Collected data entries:
//! Key handling on top of the comment list store

use cb_core::comment::{Comment, CommentListStore, CurrentUser, SortMode};
use cb_core::source::CommentSource;
use crossterm::event::{KeyCode, KeyEvent, KeyModifiers};
use tracing::debug;

use super::state::{AppMode, AppState};

/// Display options
#[derive(Debug, Clone, Copy)]
pub struct ViewOptions {
    /// Tab selected at startup
    pub initial_sort: SortMode,
    /// Show avatar badges
    pub show_avatars: bool,
}

impl Default for ViewOptions {
    fn default() -> Self {
        Self {
            initial_sort: SortMode::ByLikesDescending,
            show_avatars: true,
        }
    }
}

/// One view session: the store, who is looking at it and the UI state
pub struct Board {
    /// Application state
    pub state: AppState,
    store: CommentListStore,
    user: CurrentUser,
    source: Box<dyn CommentSource>,
    options: ViewOptions,
}

impl Board {
    /// Create a board and load the list from `source`
    pub fn new(
        store: CommentListStore,
        user: CurrentUser,
        source: Box<dyn CommentSource>,
        options: ViewOptions,
    ) -> Self {
        let mut board = Self {
            state: AppState::new(),
            store,
            user,
            source,
            options,
        };
        board.reload();
        board
    }

    /// Fetch the list again and apply the active tab
    pub fn reload(&mut self) {
        let mode = if self.store.load_state().is_ready() {
            self.store.sort_mode()
        } else {
            self.options.initial_sort
        };

        if self.store.load_from(self.source.as_ref()).is_ready() {
            self.store.sort(mode);
            self.state.clamp_selection(self.store.len());
            self.state.clear_message();
        } else {
            self.state.set_message("Comment list unavailable (press r to retry)");
        }
    }

    pub fn store(&self) -> &CommentListStore {
        &self.store
    }

    pub fn user(&self) -> &CurrentUser {
        &self.user
    }

    pub fn options(&self) -> &ViewOptions {
        &self.options
    }

    /// The selected comment, if any
    pub fn selected(&self) -> Option<&Comment> {
        self.store.comments().get(self.state.selected)
    }

    /// Handle keyboard input
    pub fn handle_key(&mut self, key: KeyEvent) {
        match self.state.mode {
            AppMode::Normal => self.handle_normal_input(key),
            AppMode::Insert => self.handle_insert_input(key),
            AppMode::Help => self.state.mode = AppMode::Normal,
        }
    }

    fn handle_normal_input(&mut self, key: KeyEvent) {
        self.state.clear_message();
        match key.code {
            KeyCode::Char('q') => self.state.should_quit = true,
            KeyCode::Char('c') if key.modifiers.contains(KeyModifiers::CONTROL) => {
                self.state.should_quit = true
            }
            KeyCode::Char('?') => self.state.mode = AppMode::Help,

            KeyCode::Char('j') | KeyCode::Down => self.move_down(),
            KeyCode::Char('k') | KeyCode::Up => self.move_up(),
            KeyCode::Char('g') | KeyCode::Home => self.state.selected = 0,
            KeyCode::Char('G') | KeyCode::End => {
                self.state.selected = self.store.len().saturating_sub(1)
            }

            // Tabs
            KeyCode::Char('h') => self.select_tab(SortMode::ByLikesDescending),
            KeyCode::Char('t') => self.select_tab(SortMode::ByCreatedAtDescending),
            KeyCode::Tab | KeyCode::BackTab => self.select_tab(self.store.sort_mode().toggle()),

            KeyCode::Char('x') | KeyCode::Delete => self.delete_selected(),
            KeyCode::Char('c') | KeyCode::Char('i') => {
                if self.store.load_state().is_ready() {
                    self.state.mode = AppMode::Insert;
                    self.state.clear_editor();
                } else {
                    self.state.set_message("Cannot comment before the list is loaded");
                }
            }
            KeyCode::Char('r') => {
                if self.store.load_state().is_ready() {
                    self.state.set_message("List already loaded");
                } else {
                    self.reload();
                }
            }
            _ => {}
        }
    }

    fn handle_insert_input(&mut self, key: KeyEvent) {
        match key.code {
            KeyCode::Esc => {
                self.state.mode = AppMode::Normal;
                self.state.clear_editor();
            }
            KeyCode::Enter => self.publish(),
            KeyCode::Char('c') if key.modifiers.contains(KeyModifiers::CONTROL) => {
                self.state.should_quit = true
            }
            KeyCode::Char(_) if key.modifiers.contains(KeyModifiers::CONTROL) => {}
            KeyCode::Char(c) => self.state.insert_char(c),
            KeyCode::Backspace => self.state.backspace(),
            KeyCode::Left => self.state.cursor_left(),
            KeyCode::Right => self.state.cursor_right(),
            _ => {}
        }
    }

    fn move_down(&mut self) {
        if self.state.selected + 1 < self.store.len() {
            self.state.selected += 1;
        }
    }

    fn move_up(&mut self) {
        self.state.selected = self.state.selected.saturating_sub(1);
    }

    /// Switch tab and reorder the list
    pub fn select_tab(&mut self, mode: SortMode) {
        debug!("Switching to {} tab", mode.label());
        self.store.sort(mode);
        self.state.selected = 0;
    }

    /// Delete the selected comment if the user wrote it
    pub fn delete_selected(&mut self) {
        let Some(id) = self.selected().map(|c| c.id.clone()) else {
            self.state.set_message("No comment selected");
            return;
        };

        if !self.store.can_delete(&id, &self.user) {
            self.state.set_message("You can only delete your own comments");
            return;
        }

        self.store.delete(&id);
        self.state.clamp_selection(self.store.len());
        self.state.set_message("Comment deleted");
    }

    /// Publish the composer content; the composer stays open
    pub fn publish(&mut self) {
        if self.state.editor_content.trim().is_empty() {
            self.state.set_message("Nothing to publish");
            return;
        }

        match self.store.add(&self.state.editor_content, self.user.as_author()) {
            Ok(_) => {
                self.state.selected = self.store.len().saturating_sub(1);
                self.state.clear_editor();
                self.state.set_message("Comment published");
            }
            Err(e) => self.state.set_message(e.to_string()),
        }
    }
}
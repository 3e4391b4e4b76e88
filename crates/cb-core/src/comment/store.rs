//! Comment list store
//!
//! Holds the ordered comment sequence for one view session. Sorting is
//! destructive: it reorders the stored sequence, and later adds and deletes
//! act on the sorted order.

use super::builder::CommentBuilder;
use super::model::{Author, Comment, CurrentUser};
use super::sort::SortMode;
use super::validator::CommentValidator;
use crate::error::Result;
use crate::source::CommentSource;
use crate::types::CommentId;
use std::collections::HashSet;
use tracing::{debug, info, warn};

/// Whether the initial list has been obtained
#[derive(Debug, Clone, PartialEq, Eq, Default)]
pub enum LoadState {
    /// Nothing loaded yet
    #[default]
    Pending,
    /// The list was loaded
    Ready,
    /// The source failed; the list can be retried
    Unavailable(String),
}

impl LoadState {
    pub fn is_ready(&self) -> bool {
        matches!(self, LoadState::Ready)
    }

    pub fn is_unavailable(&self) -> bool {
        matches!(self, LoadState::Unavailable(_))
    }
}

/// Ordered, in-memory comment list
#[derive(Debug, Clone, Default)]
pub struct CommentListStore {
    comments: Vec<Comment>,
    sort_mode: SortMode,
    load_state: LoadState,
    validator: CommentValidator,
}

impl CommentListStore {
    /// Create a new empty store
    pub fn new() -> Self {
        Self::default()
    }

    /// Create a store that validates new comments with `validator`
    pub fn with_validator(validator: CommentValidator) -> Self {
        Self {
            validator,
            ..Self::default()
        }
    }

    /// Replace the whole sequence
    ///
    /// Later duplicates of an id are dropped so ids stay unique.
    pub fn load(&mut self, initial: Vec<Comment>) {
        let mut seen = HashSet::with_capacity(initial.len());
        let mut comments = Vec::with_capacity(initial.len());

        for comment in initial {
            if seen.insert(comment.id.clone()) {
                comments.push(comment);
            } else {
                warn!("Dropping duplicate comment id {}", comment.id);
            }
        }

        debug!("Loaded {} comments", comments.len());
        self.comments = comments;
        self.load_state = LoadState::Ready;
    }

    /// Load from a source, recording failure instead of propagating it
    ///
    /// On failure the current sequence is kept.
    pub fn load_from(&mut self, source: &dyn CommentSource) -> &LoadState {
        match source.fetch() {
            Ok(comments) => {
                info!("Fetched {} comments from {}", comments.len(), source.name());
                self.load(comments);
            }
            Err(e) => {
                warn!("Comment list unavailable: {}", e);
                self.load_state = LoadState::Unavailable(e.to_string());
            }
        }
        &self.load_state
    }

    /// Remove the comment with `id`, if present
    pub fn delete(&mut self, id: &CommentId) -> Option<Comment> {
        let pos = self.comments.iter().position(|c| &c.id == id)?;
        let removed = self.comments.remove(pos);
        debug!("Deleted comment {}", id);
        Some(removed)
    }

    /// Append a new comment by `author` with zero likes
    ///
    /// Blank or over-long text is rejected and the store is left unchanged.
    pub fn add(&mut self, text: &str, author: &Author) -> Result<CommentId> {
        self.validator.validate_content(text)?;
        self.validator.validate_author(author)?;

        let mut id = CommentId::new();
        while self.contains(&id) {
            id = CommentId::new();
        }

        let comment = CommentBuilder::new(author.clone())
            .id(id.clone())
            .text(text)
            .build()?;

        self.comments.push(comment);
        debug!("Added comment {}", id);
        Ok(id)
    }

    /// Reorder the whole sequence and make `mode` the active mode
    pub fn sort(&mut self, mode: SortMode) {
        mode.apply(&mut self.comments);
        self.sort_mode = mode;
    }

    /// Active sort mode
    pub fn sort_mode(&self) -> SortMode {
        self.sort_mode
    }

    /// Current load state
    pub fn load_state(&self) -> &LoadState {
        &self.load_state
    }

    /// All comments in their current order
    pub fn comments(&self) -> &[Comment] {
        &self.comments
    }

    /// Get a comment by ID
    pub fn get(&self, id: &CommentId) -> Option<&Comment> {
        self.comments.iter().find(|c| &c.id == id)
    }

    /// Check whether a comment with `id` exists
    pub fn contains(&self, id: &CommentId) -> bool {
        self.get(id).is_some()
    }

    /// Whether `user` is allowed to delete the comment with `id`
    pub fn can_delete(&self, id: &CommentId, user: &CurrentUser) -> bool {
        self.get(id).is_some_and(|c| c.is_authored_by(user))
    }

    /// Get total comment count
    pub fn len(&self) -> usize {
        self.comments.len()
    }

    /// Check if empty
    pub fn is_empty(&self) -> bool {
        self.comments.is_empty()
    }
}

Exercise aim: Every line in the records that holds the word "AppMode" should be copied into the answer.

Output of the exercise:
use super::state::{AppMode, AppState};
            AppMode::Normal => self.handle_normal_input(key),
            AppMode::Insert => self.handle_insert_input(key),
            AppMode::Help => self.state.mode = AppMode::Normal,
            KeyCode::Char('?') => self.state.mode = AppMode::Help,
                    self.state.mode = AppMode::Insert;
                self.state.mode = AppMode::Normal;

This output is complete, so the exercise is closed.